*Task statement*: Below is a listing; reproduce exactly its lines from the one containing "let (_write, _read, roster_again)" to its last line, both ends kept, and no other lines.

"""

//! Integration tests for the realtime WebSocket layer: admission, rosters,
//! presence broadcasts, direct-message fan-out and disconnect handling.

use futures_util::stream::{SplitSink, SplitStream};
use futures_util::{SinkExt, StreamExt};
use serde_json::json;
use std::net::SocketAddr;
use std::sync::Arc;
use std::time::Duration;
use tokio::net::{TcpListener, TcpStream};
use tokio_tungstenite::tungstenite::protocol::frame::coding::CloseCode;
use tokio_tungstenite::tungstenite::Message;
use tokio_tungstenite::{MaybeTlsStream, WebSocketStream};

use presence_server::config::RealtimeConfig;
use presence_server::realtime::{DirectMessage, ServerEvent};
use presence_server::store::SqliteStore;

type WsStream = WebSocketStream<MaybeTlsStream<TcpStream>>;
type WsWrite = SplitSink<WsStream, Message>;
type WsRead = SplitStream<WsStream>;

/// Helper: start the server on a random port and return its address.
async fn start_test_server(realtime: RealtimeConfig) -> SocketAddr {
    let db = presence_server::db::init_memory_db().expect("Failed to init DB");
    let store = Arc::new(SqliteStore::new(db));
    let state = presence_server::state::AppState::new(realtime, store.clone(), store);

    let app = presence_server::routes::build_router(state);
    let listener = TcpListener::bind("127.0.0.1:0").await.unwrap();
    let addr = listener.local_addr().unwrap();

    tokio::spawn(async move {
        axum::serve(
            listener,
            app.into_make_service_with_connect_info::<SocketAddr>(),
        )
        .await
        .unwrap();
    });

    addr
}

/// Read the next server event, skipping keepalive frames.
/// Returns None if nothing arrives within `wait`.
async fn read_event(read: &mut WsRead, wait: Duration) -> Option<ServerEvent> {
    loop {
        match tokio::time::timeout(wait, read.next()).await {
            Ok(Some(Ok(Message::Text(text)))) => {
                return Some(serde_json::from_str(text.as_str()).expect("Invalid server event"));
            }
            Ok(Some(Ok(Message::Ping(_)))) | Ok(Some(Ok(Message::Pong(_)))) => continue,
            _ => return None,
        }
    }
}

async fn next_event(read: &mut WsRead) -> ServerEvent {
    read_event(read, Duration::from_secs(2))
        .await
        .expect("Expected a server event within timeout")
}

async fn expect_silence(read: &mut WsRead) {
    if let Some(event) = read_event(read, Duration::from_millis(300)).await {
        panic!("Expected no event, got: {:?}", event);
    }
}

/// Connect as `username` and wait for the roster, which proves the endpoint
/// has been registered.
async fn connect(addr: SocketAddr, username: &str) -> (WsWrite, WsRead, ServerEvent) {
    let ws_url = format!("ws://{}/ws?username={}", addr, username);
    let (ws_stream, _) = tokio_tungstenite::connect_async(&ws_url)
        .await
        .expect("Failed to connect to WebSocket");
    let (write, mut read) = ws_stream.split();
    let roster = next_event(&mut read).await;
    (write, read, roster)
}

async fn send_private(write: &mut WsWrite, to: &str, content: &str) {
    let frame = json!({"event": "private message", "to": to, "content": content}).to_string();
    write
        .send(Message::Text(frame.into()))
        .await
        .expect("Failed to send frame");
}

/// Poll the presence endpoint until `username` has `endpoints` live connections.
async fn wait_for_endpoints(addr: SocketAddr, username: &str, endpoints: u64) -> serde_json::Value {
    let client = reqwest::Client::new();
    let url = format!("http://{}/api/presence/{}", addr, username);
    for _ in 0..40 {
        let body: serde_json::Value = client.get(&url).send().await.unwrap().json().await.unwrap();
        if body["endpoints"] == json!(endpoints) {
            return body;
        }
        tokio::time::sleep(Duration::from_millis(50)).await;
    }
    panic!("{} never reached {} endpoints", username, endpoints);
}

fn roster(users: &[&str]) -> ServerEvent {
    ServerEvent::roster(users)
}

#[tokio::test]
async fn test_ws_roster_and_came_online_broadcast() {
    let addr = start_test_server(RealtimeConfig::default()).await;

    let (_carol_w, mut carol_r, carol_roster) = connect(addr, "carol").await;
    assert_eq!(carol_roster, roster(&[]));

    let (_alice_w, mut alice_r, alice_roster) = connect(addr, "alice").await;
    assert_eq!(alice_roster, roster(&["carol"]));

    assert_eq!(
        next_event(&mut carol_r).await,
        ServerEvent::UserCameOnline {
            username: "alice".into()
        }
    );
    expect_silence(&mut carol_r).await;
    expect_silence(&mut alice_r).await;
}

#[tokio::test]
async fn test_ws_second_tab_is_not_announced() {
    let addr = start_test_server(RealtimeConfig::default()).await;

    let (_carol_w, mut carol_r, _) = connect(addr, "carol").await;
    let (_a1_w, mut a1_r, _) = connect(addr, "alice").await;
    next_event(&mut carol_r).await;

    let (_a2_w, _a2_r, a2_roster) = connect(addr, "alice").await;
    assert_eq!(a2_roster, roster(&["alice", "carol"]));

    expect_silence(&mut carol_r).await;
    expect_silence(&mut a1_r).await;
}

#[tokio::test]
async fn test_ws_stays_online_until_last_tab_closes() {
    let addr = start_test_server(RealtimeConfig::default()).await;

    let (mut a1_w, _a1_r, _) = connect(addr, "alice").await;
    let (mut a2_w, _a2_r, _) = connect(addr, "alice").await;
    let body = wait_for_endpoints(addr, "alice", 2).await;
    assert_eq!(body["online"], true);

    a1_w.send(Message::Close(None)).await.unwrap();
    let body = wait_for_endpoints(addr, "alice", 1).await;
    assert_eq!(body["online"], true);

    a2_w.send(Message::Close(None)).await.unwrap();
    let body = wait_for_endpoints(addr, "alice", 0).await;
    assert_eq!(body["online"], false);
}

#[tokio::test]
async fn test_ws_offline_broadcast_after_last_tab() {
    let addr = start_test_server(RealtimeConfig::default()).await;

    let (_carol_w, mut carol_r, _) = connect(addr, "carol").await;
    let (mut a1_w, _a1_r, _) = connect(addr, "alice").await;
    let (mut a2_w, _a2_r, _) = connect(addr, "alice").await;
    next_event(&mut carol_r).await;

    a1_w.send(Message::Close(None)).await.unwrap();
    expect_silence(&mut carol_r).await;

    a2_w.send(Message::Close(None)).await.unwrap();
    assert_eq!(
        next_event(&mut carol_r).await,
        ServerEvent::UserWentOffline {
            username: "alice".into()
        }
    );
    expect_silence(&mut carol_r).await;
}

#[tokio::test]
async fn test_ws_offline_broadcast_can_be_disabled() {
    let addr = start_test_server(RealtimeConfig {
        announce_offline: false,
        ..RealtimeConfig::default()
    })
    .await;

    let (_carol_w, mut carol_r, _) = connect(addr, "carol").await;
    let (mut alice_w, _alice_r, _) = connect(addr, "alice").await;
    next_event(&mut carol_r).await;

    alice_w.send(Message::Close(None)).await.unwrap();
    wait_for_endpoints(addr, "alice", 0).await;
    expect_silence(&mut carol_r).await;
}

#[tokio::test]
async fn test_ws_direct_message_fans_out_to_sender_tabs_and_recipient() {
    let addr = start_test_server(RealtimeConfig::default()).await;

    let (mut e1_w, mut e1_r, _) = connect(addr, "bob").await;
    let (_e2_w, mut e2_r, _) = connect(addr, "bob").await;
    let (_e3_w, mut e3_r, _) = connect(addr, "carol").await;
    let (_e4_w, mut e4_r, _) = connect(addr, "dave").await;
    for read in [&mut e1_r, &mut e2_r, &mut e3_r] {
        while read_event(read, Duration::from_millis(300)).await.is_some() {}
    }

    send_private(&mut e1_w, "carol", "hello").await;

    let expected = ServerEvent::DirectMessage(DirectMessage {
        content: "hello".into(),
        from: "bob".into(),
        to: "carol".into(),
    });
    assert_eq!(next_event(&mut e2_r).await, expected);
    assert_eq!(next_event(&mut e3_r).await, expected);
    expect_silence(&mut e1_r).await;
    expect_silence(&mut e4_r).await;
}

#[tokio::test]
async fn test_ws_message_to_offline_user_is_dropped_silently() {
    let addr = start_test_server(RealtimeConfig::default()).await;

    let (mut alice_w, mut alice_r, _) = connect(addr, "alice").await;
    send_private(&mut alice_w, "nobody", "hello?").await;
    expect_silence(&mut alice_r).await;
}

#[tokio::test]
async fn test_ws_empty_message_is_refused() {
    let addr = start_test_server(RealtimeConfig::default()).await;

    let (mut alice_w, mut alice_r, _) = connect(addr, "alice").await;
    let (_bob_w, mut bob_r, _) = connect(addr, "bob").await;
    next_event(&mut alice_r).await;

    send_private(&mut alice_w, "bob", "   ").await;

    match next_event(&mut alice_r).await {
        ServerEvent::Error { code, .. } => assert_eq!(code, 400),
        other => panic!("Expected error event, got: {:?}", other),
    }
    expect_silence(&mut bob_r).await;
}

#[tokio::test]
async fn test_ws_malformed_frame_gets_error_event() {
    let addr = start_test_server(RealtimeConfig::default()).await;

    let (mut alice_w, mut alice_r, _) = connect(addr, "alice").await;
    alice_w
        .send(Message::Text(r#"{"event":"dance"}"#.to_string().into()))
        .await
        .unwrap();

    assert_eq!(
        next_event(&mut alice_r).await,
        ServerEvent::Error {
            code: 400,
            message: "Malformed event".into()
        }
    );
}

#[tokio::test]
async fn test_ws_missing_identity_is_refused() {
    let addr = start_test_server(RealtimeConfig::default()).await;
    let (_carol_w, mut carol_r, _) = connect(addr, "carol").await;

    for url in [format!("ws://{}/ws", addr), format!("ws://{}/ws?username=", addr)] {
        let (ws_stream, _) = tokio_tungstenite::connect_async(&url)
            .await
            .expect("WebSocket should upgrade even without identity");
        let (_write, mut read) = ws_stream.split();

        let msg = tokio::time::timeout(Duration::from_secs(2), read.next())
            .await
            .expect("Expected close message within timeout");
        match msg {
            Some(Ok(Message::Close(Some(frame)))) => {
                assert_eq!(frame.code, CloseCode::from(4001), "Expected close code 4001");
            }
            other => panic!("Expected close frame, got: {:?}", other),
        }
    }

    expect_silence(&mut carol_r).await;

    let body: serde_json::Value = reqwest::get(format!("http://{}/api/presence", addr))
        .await
        .unwrap()
        .json()
        .await
        .unwrap();
    assert_eq!(body["users"], json!(["carol"]));
}

#[tokio::test]
async fn test_ws_ping_pong() {
    let addr = start_test_server(RealtimeConfig::default()).await;
    let (mut write, mut read, _) = connect(addr, "pinger").await;

    write
        .send(Message::Ping(vec![42, 43, 44].into()))
        .await
        .expect("Failed to send ping");

    let msg = tokio::time::timeout(Duration::from_secs(2), read.next())
        .await
        .expect("Expected pong within timeout");
    match msg {
        Some(Ok(Message::Pong(data))) => {
            assert_eq!(data.as_ref(), &[42, 43, 44], "Pong data should match ping");
        }
        other => panic!("Expected Pong message, got: {:?}", other),
    }
}

#[tokio::test]
async fn test_ws_unresponsive_peer_is_dropped_after_pong_timeout() {
    let addr = start_test_server(RealtimeConfig {
        ping_interval_secs: 1,
        pong_timeout_secs: 1,
        ..RealtimeConfig::default()
    })
    .await;
    let (_watcher_w, mut watcher_r, _) = connect(addr, "watcher").await;
    // Never read again, so pings from the server go unanswered
    let (_ghost_w, _ghost_r, _) = connect(addr, "ghost").await;

    assert_eq!(
        next_event(&mut watcher_r).await,
        ServerEvent::UserCameOnline {
            username: "ghost".into()
        }
    );

    // The watcher keeps reading, so its own pings are answered
    let event = read_event(&mut watcher_r, Duration::from_secs(6))
        .await
        .expect("Expected the unresponsive peer to be dropped");
    assert_eq!(
        event,
        ServerEvent::UserWentOffline {
            username: "ghost".into()
        }
    );
    wait_for_endpoints(addr, "ghost", 0).await;
    wait_for_endpoints(addr, "watcher", 1).await;
}

#[tokio::test]
async fn test_ws_reconnect_after_disconnect() {
    let addr = start_test_server(RealtimeConfig::default()).await;
    let (_carol_w, mut carol_r, _) = connect(addr, "carol").await;

    {
        let (mut write, _read, _) = connect(addr, "alice").await;
        write.send(Message::Close(None)).await.expect("Failed to send close");
    }
    assert_eq!(
        next_event(&mut carol_r).await,
        ServerEvent::UserCameOnline {
            username: "alice".into()
        }
    );
    assert_eq!(
        next_event(&mut carol_r).await,
        ServerEvent::UserWentOffline {
            username: "alice".into()
        }
    );

    let (_write, _read, roster_again) = connect(addr, "alice").await;
    assert_eq!(roster_again, roster(&["carol"]));
    assert_eq!(
        next_event(&mut carol_r).await,
        ServerEvent::UserCameOnline {
            username: "alice".into()
        }
    );
}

"""

*Answer box*:
    let (_write, _read, roster_again) = connect(addr, "alice").await;
    assert_eq!(roster_again, roster(&["carol"]));
    assert_eq!(
        next_event(&mut carol_r).await,
        ServerEvent::UserCameOnline {
            username: "alice".into()
        }
    );
}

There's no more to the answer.